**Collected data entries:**
=== Section Start ===
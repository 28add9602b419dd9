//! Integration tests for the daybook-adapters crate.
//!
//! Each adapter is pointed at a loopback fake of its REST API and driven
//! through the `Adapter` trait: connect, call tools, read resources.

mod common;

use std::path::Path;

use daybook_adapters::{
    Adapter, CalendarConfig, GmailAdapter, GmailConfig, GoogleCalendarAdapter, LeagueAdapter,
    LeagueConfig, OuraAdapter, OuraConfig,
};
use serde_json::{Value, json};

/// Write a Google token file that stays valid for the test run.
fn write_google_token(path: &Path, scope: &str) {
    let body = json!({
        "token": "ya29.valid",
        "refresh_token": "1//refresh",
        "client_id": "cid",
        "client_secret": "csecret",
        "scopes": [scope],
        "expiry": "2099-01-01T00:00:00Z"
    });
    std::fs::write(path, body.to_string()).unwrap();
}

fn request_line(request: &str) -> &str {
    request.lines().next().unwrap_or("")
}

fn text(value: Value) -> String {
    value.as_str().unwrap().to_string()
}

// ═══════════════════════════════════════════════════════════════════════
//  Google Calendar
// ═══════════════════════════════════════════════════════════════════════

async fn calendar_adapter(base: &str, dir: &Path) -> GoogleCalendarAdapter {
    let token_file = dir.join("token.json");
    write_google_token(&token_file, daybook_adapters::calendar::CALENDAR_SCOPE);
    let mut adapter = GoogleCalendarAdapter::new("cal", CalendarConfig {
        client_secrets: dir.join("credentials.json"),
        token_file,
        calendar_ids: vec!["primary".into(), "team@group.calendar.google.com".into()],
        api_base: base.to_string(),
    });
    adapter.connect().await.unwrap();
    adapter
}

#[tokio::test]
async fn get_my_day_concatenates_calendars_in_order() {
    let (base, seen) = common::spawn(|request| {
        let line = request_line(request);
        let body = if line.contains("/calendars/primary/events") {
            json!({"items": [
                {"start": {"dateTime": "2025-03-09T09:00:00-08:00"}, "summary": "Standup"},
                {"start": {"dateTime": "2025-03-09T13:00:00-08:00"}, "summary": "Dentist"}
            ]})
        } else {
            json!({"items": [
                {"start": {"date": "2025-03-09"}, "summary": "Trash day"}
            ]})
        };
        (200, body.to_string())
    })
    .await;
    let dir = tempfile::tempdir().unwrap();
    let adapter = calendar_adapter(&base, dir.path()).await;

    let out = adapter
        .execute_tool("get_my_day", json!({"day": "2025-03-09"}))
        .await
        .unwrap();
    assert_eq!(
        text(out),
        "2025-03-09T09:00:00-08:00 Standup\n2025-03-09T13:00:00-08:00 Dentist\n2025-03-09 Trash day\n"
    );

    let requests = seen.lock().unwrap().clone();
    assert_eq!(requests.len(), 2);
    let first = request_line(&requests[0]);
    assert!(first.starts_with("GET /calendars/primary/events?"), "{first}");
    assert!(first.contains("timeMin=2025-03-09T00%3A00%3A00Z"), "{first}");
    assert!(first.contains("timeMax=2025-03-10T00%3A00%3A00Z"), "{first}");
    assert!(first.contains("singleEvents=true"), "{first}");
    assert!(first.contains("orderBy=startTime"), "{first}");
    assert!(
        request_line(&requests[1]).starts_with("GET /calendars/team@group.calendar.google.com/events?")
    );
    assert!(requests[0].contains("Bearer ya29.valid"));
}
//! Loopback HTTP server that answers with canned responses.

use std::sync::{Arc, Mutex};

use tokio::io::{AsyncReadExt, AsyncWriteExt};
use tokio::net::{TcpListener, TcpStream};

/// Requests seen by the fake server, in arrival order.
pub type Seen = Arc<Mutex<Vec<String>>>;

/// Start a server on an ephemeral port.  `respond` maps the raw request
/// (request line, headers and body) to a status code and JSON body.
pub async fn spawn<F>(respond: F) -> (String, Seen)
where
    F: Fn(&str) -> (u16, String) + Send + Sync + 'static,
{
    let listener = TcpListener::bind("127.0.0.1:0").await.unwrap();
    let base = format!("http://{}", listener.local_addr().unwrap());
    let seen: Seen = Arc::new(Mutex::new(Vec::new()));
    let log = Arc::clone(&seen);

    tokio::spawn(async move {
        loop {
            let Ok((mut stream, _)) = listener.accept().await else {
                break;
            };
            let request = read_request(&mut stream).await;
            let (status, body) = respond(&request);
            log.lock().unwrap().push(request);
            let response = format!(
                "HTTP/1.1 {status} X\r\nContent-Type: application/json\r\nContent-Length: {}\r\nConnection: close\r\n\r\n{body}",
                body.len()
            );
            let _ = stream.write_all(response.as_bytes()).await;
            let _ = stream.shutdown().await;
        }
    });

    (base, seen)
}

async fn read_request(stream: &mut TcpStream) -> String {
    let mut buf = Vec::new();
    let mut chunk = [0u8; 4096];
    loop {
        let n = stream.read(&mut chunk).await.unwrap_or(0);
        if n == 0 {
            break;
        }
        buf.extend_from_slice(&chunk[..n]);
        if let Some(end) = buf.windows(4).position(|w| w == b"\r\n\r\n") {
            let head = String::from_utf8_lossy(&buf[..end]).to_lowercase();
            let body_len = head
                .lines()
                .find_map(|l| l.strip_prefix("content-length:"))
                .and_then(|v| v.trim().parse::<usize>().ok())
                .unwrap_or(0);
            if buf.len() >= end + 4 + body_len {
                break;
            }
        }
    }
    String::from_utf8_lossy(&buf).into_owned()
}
=== Section End ===
**WHAT TO DO:** Return each record exactly as given.

**TASK SOLUTION:**
repository 28add9602b419dd9
//! Integration tests for the daybook-adapters crate.
//!
//! Each adapter is pointed at a loopback fake of its REST API and driven
//! through the `Adapter` trait: connect, call tools, read resources.

mod common;

use std::path::Path;

use daybook_adapters::{
    Adapter, CalendarConfig, GmailAdapter, GmailConfig, GoogleCalendarAdapter, LeagueAdapter,
    LeagueConfig, OuraAdapter, OuraConfig,
};
use serde_json::{Value, json};

/// Write a Google token file that stays valid for the test run.
fn write_google_token(path: &Path, scope: &str) {
    let body = json!({
        "token": "ya29.valid",
        "refresh_token": "1//refresh",
        "client_id": "cid",
        "client_secret": "csecret",
        "scopes": [scope],
        "expiry": "2099-01-01T00:00:00Z"
    });
    std::fs::write(path, body.to_string()).unwrap();
}

fn request_line(request: &str) -> &str {
    request.lines().next().unwrap_or("")
}

fn text(value: Value) -> String {
    value.as_str().unwrap().to_string()
}

// ═══════════════════════════════════════════════════════════════════════
//  Google Calendar
// ═══════════════════════════════════════════════════════════════════════

async fn calendar_adapter(base: &str, dir: &Path) -> GoogleCalendarAdapter {
    let token_file = dir.join("token.json");
    write_google_token(&token_file, daybook_adapters::calendar::CALENDAR_SCOPE);
    let mut adapter = GoogleCalendarAdapter::new("cal", CalendarConfig {
        client_secrets: dir.join("credentials.json"),
        token_file,
        calendar_ids: vec!["primary".into(), "team@group.calendar.google.com".into()],
        api_base: base.to_string(),
    });
    adapter.connect().await.unwrap();
    adapter
}

#[tokio::test]
async fn get_my_day_concatenates_calendars_in_order() {
    let (base, seen) = common::spawn(|request| {
        let line = request_line(request);
        let body = if line.contains("/calendars/primary/events") {
            json!({"items": [
                {"start": {"dateTime": "2025-03-09T09:00:00-08:00"}, "summary": "Standup"},
                {"start": {"dateTime": "2025-03-09T13:00:00-08:00"}, "summary": "Dentist"}
            ]})
        } else {
            json!({"items": [
                {"start": {"date": "2025-03-09"}, "summary": "Trash day"}
            ]})
        };
        (200, body.to_string())
    })
    .await;
    let dir = tempfile::tempdir().unwrap();
    let adapter = calendar_adapter(&base, dir.path()).await;

    let out = adapter
        .execute_tool("get_my_day", json!({"day": "2025-03-09"}))
        .await
        .unwrap();
    assert_eq!(
        text(out),
        "2025-03-09T09:00:00-08:00 Standup\n2025-03-09T13:00:00-08:00 Dentist\n2025-03-09 Trash day\n"
    );

    let requests = seen.lock().unwrap().clone();
    assert_eq!(requests.len(), 2);
    let first = request_line(&requests[0]);
    assert!(first.starts_with("GET /calendars/primary/events?"), "{first}");
    assert!(first.contains("timeMin=2025-03-09T00%3A00%3A00Z"), "{first}");
    assert!(first.contains("timeMax=2025-03-10T00%3A00%3A00Z"), "{first}");
    assert!(first.contains("singleEvents=true"), "{first}");
    assert!(first.contains("orderBy=startTime"), "{first}");
    assert!(
        request_line(&requests[1]).starts_with("GET /calendars/team@group.calendar.google.com/events?")
    );
    assert!(requests[0].contains("Bearer ya29.valid"));
}
//! Loopback HTTP server that answers with canned responses.

use std::sync::{Arc, Mutex};

use tokio::io::{AsyncReadExt, AsyncWriteExt};
use tokio::net::{TcpListener, TcpStream};

/// Requests seen by the fake server, in arrival order.
pub type Seen = Arc<Mutex<Vec<String>>>;

/// Start a server on an ephemeral port.  `respond` maps the raw request
/// (request line, headers and body) to a status code and JSON body.
pub async fn spawn<F>(respond: F) -> (String, Seen)
where
    F: Fn(&str) -> (u16, String) + Send + Sync + 'static,
{
    let listener = TcpListener::bind("127.0.0.1:0").await.unwrap();
    let base = format!("http://{}", listener.local_addr().unwrap());
    let seen: Seen = Arc::new(Mutex::new(Vec::new()));
    let log = Arc::clone(&seen);

    tokio::spawn(async move {
        loop {
            let Ok((mut stream, _)) = listener.accept().await else {
                break;
            };
            let request = read_request(&mut stream).await;
            let (status, body) = respond(&request);
            log.lock().unwrap().push(request);
            let response = format!(
                "HTTP/1.1 {status} X\r\nContent-Type: application/json\r\nContent-Length: {}\r\nConnection: close\r\n\r\n{body}",
                body.len()
            );
            let _ = stream.write_all(response.as_bytes()).await;
            let _ = stream.shutdown().await;
        }
    });

    (base, seen)
}

async fn read_request(stream: &mut TcpStream) -> String {
    let mut buf = Vec::new();
    let mut chunk = [0u8; 4096];
    loop {
        let n = stream.read(&mut chunk).await.unwrap_or(0);
        if n == 0 {
            break;
        }
        buf.extend_from_slice(&chunk[..n]);
        if let Some(end) = buf.windows(4).position(|w| w == b"\r\n\r\n") {
            let head = String::from_utf8_lossy(&buf[..end]).to_lowercase();
            let body_len = head
                .lines()
                .find_map(|l| l.strip_prefix("content-length:"))
                .and_then(|v| v.trim().parse::<usize>().ok())
                .unwrap_or(0);
            if buf.len() >= end + 4 + body_len {
                break;
            }
        }
    }
    String::from_utf8_lossy(&buf).into_owned()
}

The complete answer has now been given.